Stored data:

______

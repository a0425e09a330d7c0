//! crates/neurocom_core/src/conversation.rs
//!
//! Conversational continuity for both assistants behind one interface.
//! Session threads and the guardian's continuous stream differ only in the
//! [`ConversationScope`] passed through.

use std::sync::Arc;

use tracing::{error, warn};
use uuid::Uuid;

use crate::domain::{ConversationScope, HistoryPage, NewTurn, Session, SessionSummary, Turn};
use crate::embedding::Embedder;
use crate::error::{CoreError, CoreResult};
use crate::ports::ConversationRepository;

/// Characters of the first message used as an automatic session title.
pub const AUTO_TITLE_CHARS: usize = 60;

#[derive(Clone)]
pub struct ConversationStore {
    repo: Arc<dyn ConversationRepository>,
    embedder: Embedder,
}

impl ConversationStore {
    pub fn new(repo: Arc<dyn ConversationRepository>, embedder: Embedder) -> Self {
        Self { repo, embedder }
    }

    // --- Sessions ---

    pub async fn create_session(&self, user_id: Uuid, title: Option<&str>) -> CoreResult<Session> {
        let title = title.map(str::trim).filter(|t| !t.is_empty());
        Ok(self.repo.create_session(user_id, title).await?)
    }

    /// Returns the caller's session, creating a fresh one when `session_id` is
    /// absent or names a session the caller does not own.
    pub async fn ensure_session(
        &self,
        user_id: Uuid,
        session_id: Option<Uuid>,
    ) -> CoreResult<Session> {
        if let Some(id) = session_id {
            if let Some(session) = self.repo.find_owned_session(id, user_id).await? {
                return Ok(session);
            }
        }
        self.create_session(user_id, None).await
    }

    /// The session if the caller owns it. Foreign and missing sessions are
    /// indistinguishable to the caller.
    pub async fn owned_session(&self, session_id: Uuid, user_id: Uuid) -> CoreResult<Session> {
        self.repo
            .find_owned_session(session_id, user_id)
            .await?
            .ok_or_else(|| session_not_found(session_id))
    }

    pub async fn list_sessions(&self, user_id: Uuid) -> CoreResult<Vec<SessionSummary>> {
        Ok(self.repo.list_sessions(user_id).await?)
    }

    pub async fn rename_session(
        &self,
        session_id: Uuid,
        user_id: Uuid,
        title: &str,
    ) -> CoreResult<Session> {
        let title = title.trim();
        if title.is_empty() {
            return Err(CoreError::Validation("title must not be blank".to_string()));
        }
        self.repo
            .update_session_title(session_id, user_id, title)
            .await?
            .ok_or_else(|| session_not_found(session_id))
    }

    /// Names an untitled session after its first message.
    pub async fn title_if_first_turn(&self, session: &Session, first_message: &str) {
        if session.title.as_deref().is_some_and(|t| !t.trim().is_empty()) {
            return;
        }
        let scope = ConversationScope::Session(session.id);
        match self.repo.count_turns(session.user_id, scope).await {
            Ok(1) => {
                let title: String = first_message.trim().chars().take(AUTO_TITLE_CHARS).collect();
                if title.is_empty() {
                    return;
                }
                if let Err(e) = self
                    .repo
                    .update_session_title(session.id, session.user_id, &title)
                    .await
                {
                    warn!("Failed to auto-title session {}: {}", session.id, e);
                }
            }
            Ok(_) => {}
            Err(e) => warn!("Failed to count turns for session {}: {}", session.id, e),
        }
    }

    // --- Turns ---

    /// Persists a turn. The embedding of `question\nanswer` is best-effort: when
    /// it cannot be computed, or the insert carrying it fails, the turn is
    /// stored without one.
    pub async fn append_turn(
        &self,
        user_id: Uuid,
        scope: ConversationScope,
        question: &str,
        answer: &str,
        followups: Vec<String>,
    ) -> CoreResult<Turn> {
        let embedding = match self.embedder.embed(&format!("{}\n{}", question, answer)).await {
            Ok(vector) => Some(vector),
            Err(e) => {
                warn!("Storing turn without embedding: {}", e);
                None
            }
        };

        let mut turn = NewTurn {
            question: question.to_string(),
            answer: answer.to_string(),
            followups,
            embedding,
        };

        match self.repo.insert_turn(user_id, scope, &turn).await {
            Ok(stored) => Ok(stored),
            Err(e) if turn.embedding.is_some() => {
                warn!("Insert with embedding failed, retrying without: {}", e);
                turn.embedding = None;
                self.repo.insert_turn(user_id, scope, &turn).await.map_err(|e| {
                    error!("Failed to persist turn for user {}: {}", user_id, e);
                    CoreError::from(e)
                })
            }
            Err(e) => {
                error!("Failed to persist turn for user {}: {}", user_id, e);
                Err(e.into())
            }
        }
    }

    /// The last `limit` turns, oldest first.
    pub async fn recent_turns(
        &self,
        user_id: Uuid,
        scope: ConversationScope,
        limit: u32,
    ) -> CoreResult<Vec<Turn>> {
        let mut turns = self.repo.recent_turns(user_id, scope, limit).await?;
        turns.sort_by_key(|t| t.id);
        Ok(turns)
    }

    /// A page counted back from the newest turn, returned oldest first.
    pub async fn history(
        &self,
        user_id: Uuid,
        scope: ConversationScope,
        limit: Option<u32>,
        offset: u32,
    ) -> CoreResult<HistoryPage> {
        let mut page = self.repo.history_page(user_id, scope, limit, offset).await?;
        page.turns.sort_by_key(|t| t.id);
        Ok(page)
    }

    /// The full history of a caller-owned session, oldest first.
    pub async fn session_history(&self, session_id: Uuid, user_id: Uuid) -> CoreResult<Vec<Turn>> {
        self.owned_session(session_id, user_id).await?;
        let page = self
            .history(user_id, ConversationScope::Session(session_id), None, 0)
            .await?;
        Ok(page.turns)
    }

    /// The user's own last `count` questions in the scope, oldest first.
    pub async fn recap_questions(
        &self,
        user_id: Uuid,
        scope: ConversationScope,
        count: usize,
    ) -> CoreResult<Vec<String>> {
        let turns = self.recent_turns(user_id, scope, count as u32).await?;
        Ok(turns.into_iter().map(|t| t.question).collect())
    }
}

fn session_not_found(session_id: Uuid) -> CoreError {
    CoreError::NotFound(format!("Session {} not found", session_id))
}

______

__What you are asked to do__.
The output should be exactly the lines above from the line containing "#[derive(Clone)]" to the line containing "Returns the caller's", inclusive, with no other lines.

__Result of this exercise__.
#[derive(Clone)]
pub struct ConversationStore {
    repo: Arc<dyn ConversationRepository>,
    embedder: Embedder,
}

impl ConversationStore {
    pub fn new(repo: Arc<dyn ConversationRepository>, embedder: Embedder) -> Self {
        Self { repo, embedder }
    }

    // --- Sessions ---

    pub async fn create_session(&self, user_id: Uuid, title: Option<&str>) -> CoreResult<Session> {
        let title = title.map(str::trim).filter(|t| !t.is_empty());
        Ok(self.repo.create_session(user_id, title).await?)
    }

    /// Returns the caller's session, creating a fresh one when `session_id` is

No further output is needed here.